== Segment start ==
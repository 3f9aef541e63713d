// src/gui/components/charts.rs
//
// Paints `ChartSpec`s with the egui painter: y grid, category axis, bars or
// polylines with markers. Colours and emphasis come from the spec.

use eframe::egui::{self, Align2, FontId, Pos2, Rect, Sense, Shape, Stroke, Vec2};

use crate::dashboard::ViewModel;
use crate::gui::theme::{self, c32};
use crate::view::{ChartSpec, LineSeries, Plot, color};

const CHART_HEIGHT: f32 = 320.0;
const MARGIN_LEFT: f32 = 56.0;
const MARGIN_BOTTOM: f32 = 40.0;
const MARGIN_TOP: f32 = 28.0;
const MARGIN_RIGHT: f32 = 12.0;
const Y_TICKS: usize = 5;

pub fn draw_comparisons(ui: &mut egui::Ui, vm: &ViewModel) {
    if let Some(spec) = &vm.group_bars {
        theme::heading(ui, format!("Gruppen-KM-Vergleich ({})", vm.period));
        chart(ui, spec);
        ui.add_space(12.0);
    }
    theme::heading(ui, format!("Einzelwertung: Kilometer-Vergleich nach Name ({})", vm.period));
    if let Some(spec) = &vm.runner_bars {
        chart(ui, spec);
    }
}

pub fn draw_development(ui: &mut egui::Ui, vm: &ViewModel) {
    if let Some(spec) = &vm.weekly {
        theme::heading(ui, "Kilometer-Entwicklung pro Kalenderwoche (KW)");
        chart(ui, spec);
        ui.add_space(12.0);
    }
    if let Some(spec) = &vm.cumulative {
        theme::heading(ui, "Gruppen-Wettbewerb: Kumulierte Kilometer-Entwicklung (Statisch)");
        chart(ui, spec);
        if let Plot::Lines(lines) = &spec.plot {
            legend(ui, lines);
        }
    }
}

pub fn chart(ui: &mut egui::Ui, spec: &ChartSpec) {
    let width = ui.available_width().max(200.0);
    let (resp, painter) = ui.allocate_painter(Vec2::new(width, CHART_HEIGHT), Sense::hover());
    let outer = resp.rect;

    let text = c32(color::TEXT);
    let grid = c32(color::SECONDARY_BACKGROUND);
    let small = FontId::proportional(11.0);

    painter.text(
        Pos2::new(outer.left() + 4.0, outer.top() + 2.0),
        Align2::LEFT_TOP,
        &spec.title,
        FontId::proportional(15.0),
        text,
    );

    let plot = Rect::from_min_max(
        Pos2::new(outer.left() + MARGIN_LEFT, outer.top() + MARGIN_TOP),
        Pos2::new(outer.right() - MARGIN_RIGHT, outer.bottom() - MARGIN_BOTTOM),
    );

    let (top, step) = y_scale(spec.max_value());
    let y_of = |v: f64| plot.bottom() - (v / top) as f32 * plot.height();

    // Grid + y labels
    for i in 0..=Y_TICKS {
        let v = step * i as f64;
        let y = y_of(v);
        painter.line_segment([Pos2::new(plot.left(), y), Pos2::new(plot.right(), y)], Stroke::new(1.0, grid));
        painter.text(Pos2::new(plot.left() - 6.0, y), Align2::RIGHT_CENTER, fmt_tick(v), small.clone(), text);
    }
    painter.line_segment([plot.left_bottom(), plot.right_bottom()], Stroke::new(1.0, text));
    painter.line_segment([plot.left_top(), plot.left_bottom()], Stroke::new(1.0, text));
    painter.text(
        Pos2::new(outer.left() + 2.0, plot.top() - 4.0),
        Align2::LEFT_BOTTOM,
        &spec.y_label,
        small.clone(),
        text,
    );
    painter.text(
        Pos2::new(plot.center().x, outer.bottom() - 2.0),
        Align2::CENTER_BOTTOM,
        &spec.x_label,
        small.clone(),
        text,
    );

    let n = spec.categories.len();
    if n == 0 {
        return;
    }
    let slot = plot.width() / n as f32;
    let x_of = |i: usize| plot.left() + slot * (i as f32 + 0.5);

    // Category labels; thin out when they would overlap.
    let every = ((n as f32 * 48.0) / plot.width()).ceil().max(1.0) as usize;
    for (i, cat) in spec.categories.iter().enumerate().step_by(every) {
        painter.text(Pos2::new(x_of(i), plot.bottom() + 4.0), Align2::CENTER_TOP, cat, small.clone(), text);
    }

    match &spec.plot {
        Plot::Bars(bars) => {
            let bar_w = slot * 0.9;
            for (i, bar) in bars.iter().enumerate() {
                let y = y_of(bar.value);
                let r = Rect::from_min_max(
                    Pos2::new(x_of(i) - bar_w / 2.0, y),
                    Pos2::new(x_of(i) + bar_w / 2.0, plot.bottom()),
                );
                painter.rect_filled(r, 2.0, c32(bar.color));
            }
        }
        Plot::Lines(lines) => {
            // Emphasised series last so it sits on top.
            let mut order: Vec<&LineSeries> = lines.iter().collect();
            order.sort_by(|a, b| a.style.width.total_cmp(&b.style.width));

            for line in order {
                let pts: Vec<Pos2> = line
                    .points
                    .iter()
                    .enumerate()
                    .filter_map(|(i, v)| v.map(|v| Pos2::new(x_of(i), y_of(v))))
                    .collect();
                let stroke = Stroke::new(line.style.width, c32(line.style.color));
                if line.style.dashed {
                    painter.extend(Shape::dashed_line(&pts, stroke, 3.0, 3.0));
                } else {
                    painter.add(Shape::line(pts.clone(), stroke));
                }
                for p in pts {
                    painter.circle_filled(p, line.style.marker_radius, c32(line.style.color));
                }
            }
        }
    }

    // Hover readout for the category under the pointer.
    if let Some(pos) = resp.hover_pos() {
        if plot.contains(pos) {
            let i = (((pos.x - plot.left()) / slot) as usize).min(n - 1);
            let readout = match &spec.plot {
                Plot::Bars(bars) => bars.get(i).map(|b| format!("{}: {}", spec.categories[i], km!(b.value))),
                Plot::Lines(lines) => {
                    let parts: Vec<String> = lines
                        .iter()
                        .filter_map(|l| l.points.get(i).copied().flatten().map(|v| format!("{} {}", l.name, km!(v))))
                        .collect();
                    (!parts.is_empty()).then(|| format!("KW {}: {}", spec.categories[i], parts.join(" | ")))
                }
            };
            if let Some(t) = readout {
                painter.text(pos + Vec2::new(10.0, -14.0), Align2::LEFT_BOTTOM, t, small, c32(color::PRIMARY));
            }
        }
    }
}

fn legend(ui: &mut egui::Ui, lines: &[LineSeries]) {
    ui.horizontal_wrapped(|ui| {
        ui.label("Gruppe:");
        for l in lines {
            let (r, p) = ui.allocate_painter(Vec2::splat(12.0), Sense::hover());
            p.rect_filled(r.rect.shrink(1.0), 2.0, c32(l.style.color));
            ui.label(l.name.as_str());
        }
    });
}

/// Axis top and tick step: 5 steps of 1/2/5 × 10^k covering `max`.
pub fn y_scale(max: f64) -> (f64, f64) {
    if max <= 0.0 || !max.is_finite() {
        return (Y_TICKS as f64, 1.0);
    }
    let raw = max / Y_TICKS as f64;
    let mag = 10f64.powf(raw.log10().floor());
    let step = [1.0, 2.0, 5.0, 10.0]
        .iter()
        .map(|m| m * mag)
        .find(|s| *s >= raw)
        .unwrap_or(10.0 * mag);
    (step * Y_TICKS as f64, step)
}

fn fmt_tick(v: f64) -> String {
    if v.fract() == 0.0 { format!("{v:.0}") } else { format!("{v:.1}") }
}

#[cfg(test)]
mod tests {
    use super::y_scale;

    #[test]
    fn scale_covers_max() {
        assert_eq!(y_scale(0.0), (5.0, 1.0));
        let (top, step) = y_scale(37.0);
        assert_eq!(step, 10.0);
        assert!(top >= 37.0);
        let (top, _) = y_scale(4.2);
        assert!(top >= 4.2);
    }
}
== Segment end ==
#### [ABOUT THIS EXERCISE]
Can you repeat, word for word, every line above from the one containing "const CHART_HEIGHT: f32 = 320.0;" down to the one containing "if let Some(spec) = &vm.group_bars", including both?

#### [EXERCISE ANSWER]
const CHART_HEIGHT: f32 = 320.0;
const MARGIN_LEFT: f32 = 56.0;
const MARGIN_BOTTOM: f32 = 40.0;
const MARGIN_TOP: f32 = 28.0;
const MARGIN_RIGHT: f32 = 12.0;
const Y_TICKS: usize = 5;

pub fn draw_comparisons(ui: &mut egui::Ui, vm: &ViewModel) {
    if let Some(spec) = &vm.group_bars {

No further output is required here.